Input for this task
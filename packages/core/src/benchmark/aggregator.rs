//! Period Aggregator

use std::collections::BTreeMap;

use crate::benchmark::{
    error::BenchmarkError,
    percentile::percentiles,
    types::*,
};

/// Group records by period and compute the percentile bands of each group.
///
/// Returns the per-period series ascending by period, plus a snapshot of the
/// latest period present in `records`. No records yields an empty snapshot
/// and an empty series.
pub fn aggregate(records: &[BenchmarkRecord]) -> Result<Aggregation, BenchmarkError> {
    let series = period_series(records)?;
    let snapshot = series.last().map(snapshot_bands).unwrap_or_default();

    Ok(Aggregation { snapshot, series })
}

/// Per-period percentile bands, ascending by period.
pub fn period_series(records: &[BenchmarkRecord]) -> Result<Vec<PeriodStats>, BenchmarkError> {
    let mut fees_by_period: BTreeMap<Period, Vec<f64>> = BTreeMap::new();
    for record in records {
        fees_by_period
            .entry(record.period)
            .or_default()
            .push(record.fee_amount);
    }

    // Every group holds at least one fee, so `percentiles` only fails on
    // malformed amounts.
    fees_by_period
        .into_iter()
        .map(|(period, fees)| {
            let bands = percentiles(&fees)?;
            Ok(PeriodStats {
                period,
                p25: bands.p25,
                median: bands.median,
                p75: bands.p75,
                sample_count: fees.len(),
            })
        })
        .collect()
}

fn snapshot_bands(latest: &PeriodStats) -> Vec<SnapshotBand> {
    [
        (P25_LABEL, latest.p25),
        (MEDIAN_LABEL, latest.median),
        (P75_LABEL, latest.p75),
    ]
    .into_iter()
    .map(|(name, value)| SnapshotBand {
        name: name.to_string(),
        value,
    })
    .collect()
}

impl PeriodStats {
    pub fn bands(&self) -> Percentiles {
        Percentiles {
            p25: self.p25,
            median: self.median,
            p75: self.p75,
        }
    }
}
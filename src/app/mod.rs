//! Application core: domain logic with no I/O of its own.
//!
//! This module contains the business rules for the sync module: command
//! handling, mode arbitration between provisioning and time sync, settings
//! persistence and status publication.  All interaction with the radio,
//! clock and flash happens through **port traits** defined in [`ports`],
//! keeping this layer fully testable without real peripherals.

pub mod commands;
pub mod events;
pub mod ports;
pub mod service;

---

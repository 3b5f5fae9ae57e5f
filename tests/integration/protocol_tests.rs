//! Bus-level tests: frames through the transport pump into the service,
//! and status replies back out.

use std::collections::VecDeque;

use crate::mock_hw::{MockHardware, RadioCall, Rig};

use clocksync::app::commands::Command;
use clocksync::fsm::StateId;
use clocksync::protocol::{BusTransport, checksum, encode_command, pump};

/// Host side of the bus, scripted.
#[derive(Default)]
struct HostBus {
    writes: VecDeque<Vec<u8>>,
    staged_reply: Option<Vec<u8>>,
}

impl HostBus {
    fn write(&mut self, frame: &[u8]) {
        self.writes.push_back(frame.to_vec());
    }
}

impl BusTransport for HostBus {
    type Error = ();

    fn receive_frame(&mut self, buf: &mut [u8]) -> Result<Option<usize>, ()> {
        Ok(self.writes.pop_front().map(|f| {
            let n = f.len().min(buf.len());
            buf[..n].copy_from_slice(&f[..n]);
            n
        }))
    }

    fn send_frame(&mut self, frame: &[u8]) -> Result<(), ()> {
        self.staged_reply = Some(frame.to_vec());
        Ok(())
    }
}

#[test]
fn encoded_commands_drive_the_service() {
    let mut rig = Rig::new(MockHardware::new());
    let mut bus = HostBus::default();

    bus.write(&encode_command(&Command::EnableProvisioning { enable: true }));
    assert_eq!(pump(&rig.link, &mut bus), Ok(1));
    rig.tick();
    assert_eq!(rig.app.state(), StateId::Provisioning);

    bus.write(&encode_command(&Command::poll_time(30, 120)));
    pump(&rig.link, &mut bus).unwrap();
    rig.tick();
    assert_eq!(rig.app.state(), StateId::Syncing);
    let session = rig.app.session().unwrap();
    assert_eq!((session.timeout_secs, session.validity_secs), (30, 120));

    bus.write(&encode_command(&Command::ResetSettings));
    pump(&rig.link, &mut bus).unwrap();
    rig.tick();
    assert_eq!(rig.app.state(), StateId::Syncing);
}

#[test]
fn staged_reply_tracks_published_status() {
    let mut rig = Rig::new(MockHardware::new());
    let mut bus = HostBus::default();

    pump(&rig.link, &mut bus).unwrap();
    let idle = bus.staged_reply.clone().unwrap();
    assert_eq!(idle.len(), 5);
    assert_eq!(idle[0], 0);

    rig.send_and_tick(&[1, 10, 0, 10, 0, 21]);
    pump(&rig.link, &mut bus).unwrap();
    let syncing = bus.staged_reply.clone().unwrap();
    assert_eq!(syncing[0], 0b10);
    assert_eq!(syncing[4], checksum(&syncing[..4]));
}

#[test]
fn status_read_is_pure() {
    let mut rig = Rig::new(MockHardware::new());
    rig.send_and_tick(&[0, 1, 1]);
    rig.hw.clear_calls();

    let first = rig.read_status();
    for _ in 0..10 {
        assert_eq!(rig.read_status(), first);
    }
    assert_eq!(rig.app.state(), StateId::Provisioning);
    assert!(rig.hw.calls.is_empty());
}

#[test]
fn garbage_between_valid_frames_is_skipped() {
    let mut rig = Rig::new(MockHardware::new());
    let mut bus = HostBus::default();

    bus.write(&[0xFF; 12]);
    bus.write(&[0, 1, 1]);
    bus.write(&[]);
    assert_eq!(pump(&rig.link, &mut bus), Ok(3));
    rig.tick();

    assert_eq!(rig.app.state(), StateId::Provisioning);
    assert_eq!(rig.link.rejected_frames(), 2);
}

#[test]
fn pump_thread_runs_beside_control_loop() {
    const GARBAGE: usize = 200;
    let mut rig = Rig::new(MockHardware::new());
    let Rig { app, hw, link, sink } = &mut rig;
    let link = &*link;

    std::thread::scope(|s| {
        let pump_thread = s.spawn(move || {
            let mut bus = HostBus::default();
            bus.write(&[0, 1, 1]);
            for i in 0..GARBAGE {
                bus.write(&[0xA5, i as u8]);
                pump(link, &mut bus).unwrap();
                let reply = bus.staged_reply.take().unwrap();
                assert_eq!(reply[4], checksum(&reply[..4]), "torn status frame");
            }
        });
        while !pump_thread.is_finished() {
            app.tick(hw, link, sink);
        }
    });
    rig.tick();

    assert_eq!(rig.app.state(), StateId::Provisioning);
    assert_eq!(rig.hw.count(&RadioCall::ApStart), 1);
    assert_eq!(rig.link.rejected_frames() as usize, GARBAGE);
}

--

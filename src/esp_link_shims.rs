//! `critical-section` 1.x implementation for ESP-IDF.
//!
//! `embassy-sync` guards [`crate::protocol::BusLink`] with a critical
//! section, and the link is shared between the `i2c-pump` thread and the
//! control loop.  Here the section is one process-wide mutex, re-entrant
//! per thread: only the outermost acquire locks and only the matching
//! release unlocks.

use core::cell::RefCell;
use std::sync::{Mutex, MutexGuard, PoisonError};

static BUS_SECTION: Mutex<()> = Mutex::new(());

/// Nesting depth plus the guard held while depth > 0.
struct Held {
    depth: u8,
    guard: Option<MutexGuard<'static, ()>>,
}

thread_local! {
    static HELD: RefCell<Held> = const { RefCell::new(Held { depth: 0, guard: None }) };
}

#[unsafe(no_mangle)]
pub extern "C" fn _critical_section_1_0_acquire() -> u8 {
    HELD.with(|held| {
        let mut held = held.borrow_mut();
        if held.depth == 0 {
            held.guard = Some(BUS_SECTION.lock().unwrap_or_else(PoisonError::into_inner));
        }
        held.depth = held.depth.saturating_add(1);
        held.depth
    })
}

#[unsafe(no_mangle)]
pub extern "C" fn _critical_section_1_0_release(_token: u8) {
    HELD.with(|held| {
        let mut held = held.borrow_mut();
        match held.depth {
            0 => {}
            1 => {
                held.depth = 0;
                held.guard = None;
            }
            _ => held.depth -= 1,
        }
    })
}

Task to complete
How many lines of these entries contain the string "BenchmarkRecord"? Reply with the number alone.

Result for this exercise
2